P1-Start right of the continuous crack of White Whale, directly below a roof band. climb up a thin dead end crack, make some moves up and left across the slab (sparse pro), go around the left end of the roof, and belay at the tree.
P2-go right from the tree to an obvious pillar with a wide crack that tapers to nothing. When that ends, head up and left to make a belay (full rope-length).
P3-climb a short crack, then traverse off left, or head straight up nebulous 5.7 terrain to the walk-off ledge (avoiding at all costs a water-worn groove which appears easier than it is).
P4-addendum: Move right, and continue up 5.9 to a topless tree to a small, triangular roof.
Protection
Standard rack; the second pitch has an easy wide crack for which one bigger piece such as a #4 Friend might be nice. Make sure you have at least a normal allowance of small gear.
By Leo Paik Administrator From: Westminster, Colorado Mar 13, 2002 rating: 5.7+
Agreed that this is a great route. However, it's harder than White Whale despite sharing belays. The 1st pitch has 2 solid cruxes for a 5.7 leader. The P1 variation going straight over the roof is very intimidating for the 5.8 described Rossiter's guide. Big hexes are very useful for the 1st belay because you might like some bigger cams for the start of the 2nd pitch. A #4 Camalot is oh so nice. Definitely worth the effort.
You don't need gear for the first belay as you can sling a solid tree.
By Leo Paik Administrator From: Westminster, Colorado Mar 14, 2002 rating: 5.7+
A few disadvantages to slinging the tree: 1) you are in the way for those doing White Whale, 2) it is less comfortable to belay there, 3) you'd have to depend upon a tree - known to be less than reliable over the years, 4) it lengthens 2nd pitch (can be a rope stretcher with a 50m). Plus, a big hex isn't that heavy.
The fact that White Whale and this climb have the same rating points to the nebulous nature of ratings. This climb imho is significantly harder along with some not so easy runouts. Protecting the second pitch (which is great climbing, the best part of the climb) undercling crack is a bit problematic, even too big for a 4 Camalot until you are a significant way above a nasty ledge. It begins to take good pro about half way up but then it fades away to nothing and again you are forced to run it out. Good climbing but not for the faint of heart.

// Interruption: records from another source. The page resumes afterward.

//! PostgreSQL implementation of UserRepository.

use async_trait::async_trait;
use chrono::{DateTime, Utc};
use sqlx::{PgPool, Postgres, QueryBuilder};

use crate::domain::foundation::{DomainError, ErrorCode, Timestamp, UserId};
use crate::domain::user::{AuthUserProfile, OwnedTable, SubscriptionUpdate, UserRecord};
use crate::ports::UserRepository;

const USER_COLUMNS: &str = r#"
    id, legacy_user_id, email, name, image_url, avatar_url,
    subscription_tier, subscription_status, polar_subscription_id, polar_customer_id,
    current_period_start, current_period_end, cancel_at_period_end,
    credits, credits_used, credits_reset_date, created_at, updated_at
"#;

pub struct PostgresUserRepository {
    pool: PgPool,
}

impl PostgresUserRepository {
    pub fn new(pool: PgPool) -> Self {
        Self { pool }
    }

    async fn fetch_one_where(&self, clause: &str, value: &str) -> Result<Option<UserRecord>, DomainError> {
        // Duplicate emails resolve to the oldest account.
        let sql = format!(
            "SELECT {} FROM users WHERE {} ORDER BY created_at ASC, id ASC LIMIT 1",
            USER_COLUMNS, clause
        );
        let row: Option<UserRow> = sqlx::query_as(&sql)
            .bind(value)
            .fetch_optional(&self.pool)
            .await
            .map_err(|e| {
                DomainError::new(ErrorCode::DatabaseError, format!("Failed to find user: {}", e))
            })?;

        row.map(UserRecord::try_from).transpose()
    }
}

#[derive(Debug, sqlx::FromRow)]
struct UserRow {
    id: String,
    legacy_user_id: Option<String>,
    email: Option<String>,
    name: Option<String>,
    image_url: Option<String>,
    avatar_url: Option<String>,
    subscription_tier: Option<String>,
    subscription_status: Option<String>,
    polar_subscription_id: Option<String>,
    polar_customer_id: Option<String>,
    current_period_start: Option<DateTime<Utc>>,
    current_period_end: Option<DateTime<Utc>>,
    cancel_at_period_end: Option<bool>,
    credits: Option<i64>,
    credits_used: Option<i64>,
    credits_reset_date: Option<DateTime<Utc>>,
    created_at: DateTime<Utc>,
    updated_at: DateTime<Utc>,
}

impl TryFrom<UserRow> for UserRecord {
    type Error = DomainError;

    fn try_from(row: UserRow) -> Result<Self, Self::Error> {
        let parse_id = |raw: String| {
            UserId::new(raw).map_err(|e| {
                DomainError::new(ErrorCode::DatabaseError, format!("Invalid user id: {}", e))
            })
        };

        Ok(UserRecord {
            id: parse_id(row.id)?,
            legacy_user_id: row.legacy_user_id.map(parse_id).transpose()?,
            email: row.email,
            name: row.name,
            image_url: row.image_url,
            avatar_url: row.avatar_url,
            subscription_tier: row.subscription_tier,
            subscription_status: row.subscription_status,
            polar_subscription_id: row.polar_subscription_id,
            polar_customer_id: row.polar_customer_id,
            current_period_start: row.current_period_start.map(Timestamp::from_datetime),
            current_period_end: row.current_period_end.map(Timestamp::from_datetime),
            cancel_at_period_end: row.cancel_at_period_end,
            credits: row.credits,
            credits_used: row.credits_used,
            credits_reset_date: row.credits_reset_date.map(Timestamp::from_datetime),
            created_at: Timestamp::from_datetime(row.created_at),
            updated_at: Timestamp::from_datetime(row.updated_at),
        })
    }
}

fn db_error(action: &'static str) -> impl FnOnce(sqlx::Error) -> DomainError {
    move |e| DomainError::new(ErrorCode::DatabaseError, format!("Failed to {}: {}", action, e))
}

fn is_unique_violation(e: &sqlx::Error) -> bool {
    match e {
        sqlx::Error::Database(db_err) => db_err.code().as_deref() == Some("23505"),
        _ => false,
    }
}

#[async_trait]
impl UserRepository for PostgresUserRepository {
    async fn find_by_id(&self, id: &UserId) -> Result<Option<UserRecord>, DomainError> {
        self.fetch_one_where("id = $1", id.as_str()).await
    }

    async fn find_by_legacy_id(&self, legacy_id: &UserId) -> Result<Option<UserRecord>, DomainError> {
        self.fetch_one_where("legacy_user_id = $1", legacy_id.as_str()).await
    }

    async fn find_by_email(&self, email: &str) -> Result<Option<UserRecord>, DomainError> {
        self.fetch_one_where("LOWER(email) = LOWER($1)", email.trim()).await
    }

    async fn insert(&self, user: &UserRecord) -> Result<(), DomainError> {
        sqlx::query(
            r#"
            INSERT INTO users (
                id, legacy_user_id, email, name, image_url, avatar_url,
                subscription_tier, subscription_status, polar_subscription_id, polar_customer_id,
                current_period_start, current_period_end, cancel_at_period_end,
                credits, credits_used, credits_reset_date, created_at, updated_at
            ) VALUES ($1, $2, $3, $4, $5, $6, $7, $8, $9, $10, $11, $12, $13, $14, $15, $16, $17, $18)
            "#,
        )
        .bind(user.id.as_str())
        .bind(user.legacy_user_id.as_ref().map(UserId::as_str))
        .bind(&user.email)
        .bind(&user.name)
        .bind(&user.image_url)
        .bind(&user.avatar_url)
        .bind(&user.subscription_tier)
        .bind(&user.subscription_status)
        .bind(&user.polar_subscription_id)
        .bind(&user.polar_customer_id)
        .bind(user.current_period_start.map(Timestamp::into_datetime))
        .bind(user.current_period_end.map(Timestamp::into_datetime))
        .bind(user.cancel_at_period_end)
        .bind(user.credits)
        .bind(user.credits_used)
        .bind(user.credits_reset_date.map(Timestamp::into_datetime))
        .bind(user.created_at.as_datetime())
        .bind(user.updated_at.as_datetime())
        .execute(&self.pool)
        .await
        .map_err(|e| {
            if is_unique_violation(&e) {
                return DomainError::new(
                    ErrorCode::UserAlreadyExists,
                    format!("User {} already exists", user.id),
                );
            }
            DomainError::new(ErrorCode::DatabaseError, format!("Failed to insert user: {}", e))
        })?;

        Ok(())
    }

    async fn update_profile(
        &self,
        id: &UserId,
        profile: &AuthUserProfile,
        now: Timestamp,
    ) -> Result<bool, DomainError> {
        let result = sqlx::query(
            r#"
            UPDATE users
            SET email = $2, name = $3, image_url = $4, avatar_url = $4, updated_at = $5
            WHERE id = $1
            "#,
        )
        .bind(id.as_str())
        .bind(&profile.email)
        .bind(&profile.name)
        .bind(&profile.image_url)
        .bind(now.as_datetime())
        .execute(&self.pool)
        .await
        .map_err(db_error("update user profile"))?;

        Ok(result.rows_affected() > 0)
    }

    async fn update_subscription(
        &self,
        id: &UserId,
        update: &SubscriptionUpdate,
        now: Timestamp,
    ) -> Result<bool, DomainError> {
        let mut query_builder: QueryBuilder<Postgres> = QueryBuilder::new("UPDATE users SET updated_at = ");
        query_builder.push_bind(now.into_datetime());

        if let Some(v) = &update.polar_subscription_id {
            query_builder.push(", polar_subscription_id = ");
            query_builder.push_bind(v.clone());
        }
        if let Some(v) = &update.polar_customer_id {
            query_builder.push(", polar_customer_id = ");
            query_builder.push_bind(v.clone());
        }
        if let Some(v) = &update.subscription_status {
            query_builder.push(", subscription_status = ");
            query_builder.push_bind(v.clone());
        }
        if let Some(v) = &update.subscription_tier {
            query_builder.push(", subscription_tier = ");
            query_builder.push_bind(v.clone());
        }
        if let Some(v) = update.current_period_start {
            query_builder.push(", current_period_start = ");
            query_builder.push_bind(v.map(Timestamp::into_datetime));
        }
        if let Some(v) = update.current_period_end {
            query_builder.push(", current_period_end = ");
            query_builder.push_bind(v.map(Timestamp::into_datetime));
        }
        if let Some(v) = update.cancel_at_period_end {
            query_builder.push(", cancel_at_period_end = ");
            query_builder.push_bind(v);
        }

        query_builder.push(" WHERE id = ");
        query_builder.push_bind(id.as_str().to_string());

        let result = query_builder
            .build()
            .execute(&self.pool)
            .await
            .map_err(db_error("update subscription"))?;

        Ok(result.rows_affected() > 0)
    }

    async fn add_credits(&self, id: &UserId, amount: i64) -> Result<bool, DomainError> {
        self.grant_credits_with_reset_date(id, amount, None).await
    }

    async fn grant_credits_with_reset_date(
        &self,
        id: &UserId,
        amount: i64,
        reset_date: Option<Timestamp>,
    ) -> Result<bool, DomainError> {
        let result = sqlx::query(
            r#"
            UPDATE users
            SET credits = COALESCE(credits, 0) + $2,
                credits_reset_date = COALESCE($3, credits_reset_date),
                updated_at = $4
            WHERE id = $1
            "#,
        )
        .bind(id.as_str())
        .bind(amount)
        .bind(reset_date.map(Timestamp::into_datetime))
        .bind(Utc::now())
        .execute(&self.pool)
        .await
        .map_err(db_error("grant credits"))?;

        Ok(result.rows_affected() > 0)
    }

    async fn compare_and_set_credits_used(
        &self,
        id: &UserId,
        expected_used: i64,
        new_used: i64,
    ) -> Result<bool, DomainError> {
        let result = sqlx::query(
            r#"
            UPDATE users
            SET credits_used = $3, updated_at = $4
            WHERE id = $1 AND COALESCE(credits_used, 0) = $2
            "#,
        )
        .bind(id.as_str())
        .bind(expected_used)
        .bind(new_used)
        .bind(Utc::now())
        .execute(&self.pool)
        .await
        .map_err(db_error("update credits used"))?;

        Ok(result.rows_affected() > 0)
    }

    async fn delete(&self, id: &UserId) -> Result<bool, DomainError> {
        let result = sqlx::query("DELETE FROM users WHERE id = $1")
            .bind(id.as_str())
            .execute(&self.pool)
            .await
            .map_err(db_error("delete user"))?;

        Ok(result.rows_affected() > 0)
    }

    async fn rekey(&self, old: &UserId, new: &UserId, now: Timestamp) -> Result<bool, DomainError> {
        let result = sqlx::query(
            r#"
            UPDATE users
            SET id = $2, legacy_user_id = $1, updated_at = $3
            WHERE id = $1
            "#,
        )
        .bind(old.as_str())
        .bind(new.as_str())
        .bind(now.as_datetime())
        .execute(&self.pool)
        .await
        .map_err(|e| {
            if is_unique_violation(&e) {
                return DomainError::new(
                    ErrorCode::UserAlreadyExists,
                    format!("User {} already exists", new),
                );
            }
            DomainError::new(ErrorCode::DatabaseError, format!("Failed to migrate user: {}", e))
        })?;

        Ok(result.rows_affected() > 0)
    }

    async fn reassign_owned(
        &self,
        table: OwnedTable,
        from: &UserId,
        to: &UserId,
    ) -> Result<u64, DomainError> {
        // Table names come from a closed enum, never from input.
        let sql = format!("UPDATE {} SET user_id = $2 WHERE user_id = $1", table.table_name());
        let result = sqlx::query(&sql)
            .bind(from.as_str())
            .bind(to.as_str())
            .execute(&self.pool)
            .await
            .map_err(|e| {
                DomainError::new(
                    ErrorCode::DatabaseError,
                    format!("Failed to reassign {}: {}", table, e),
                )
            })?;

        Ok(result.rows_affected())
    }
}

I agree with Leo. Don't sling the tree for your first belay fellas. Speaking from a guide's point of view (used to guide this route) and 29 years of climbing, you'll only plug up the way for guys coming up White Whale. Two parties can easliy fit on this ledge simultaneously without gettin' in each others' way if you move your belay to below the start of the dihedral.
Nice route. We belayed from the spatious ledge above the White Whale tree, then headed up the dihedral (great!). Instead of heading left under the roof and joining White Whale, we went right and joined up with what turns out to be Beelzebub. Belay at the right edge of the "second" of two eyebrows/roofs in a precarious stance, then pull the roof (crux) and wander up 40' of 5.8s slab to Paperback Ledge. Walk off. If you've already done White Whale, this is a different, significantly harder variation well worth your time. The second pitch is fantastic!
By David Hodges From: Denver, Colorado Sep 14, 2007
From the new parking lot the approach is close to 2 miles. The first 1.5 miles are extremely enjoyable and pretty much rolling and the last .5 mile is uphill. Elevation is probably around 9500 or so this could make things more difficult if you are not used to it. Usually takes me between 30-40 minutes.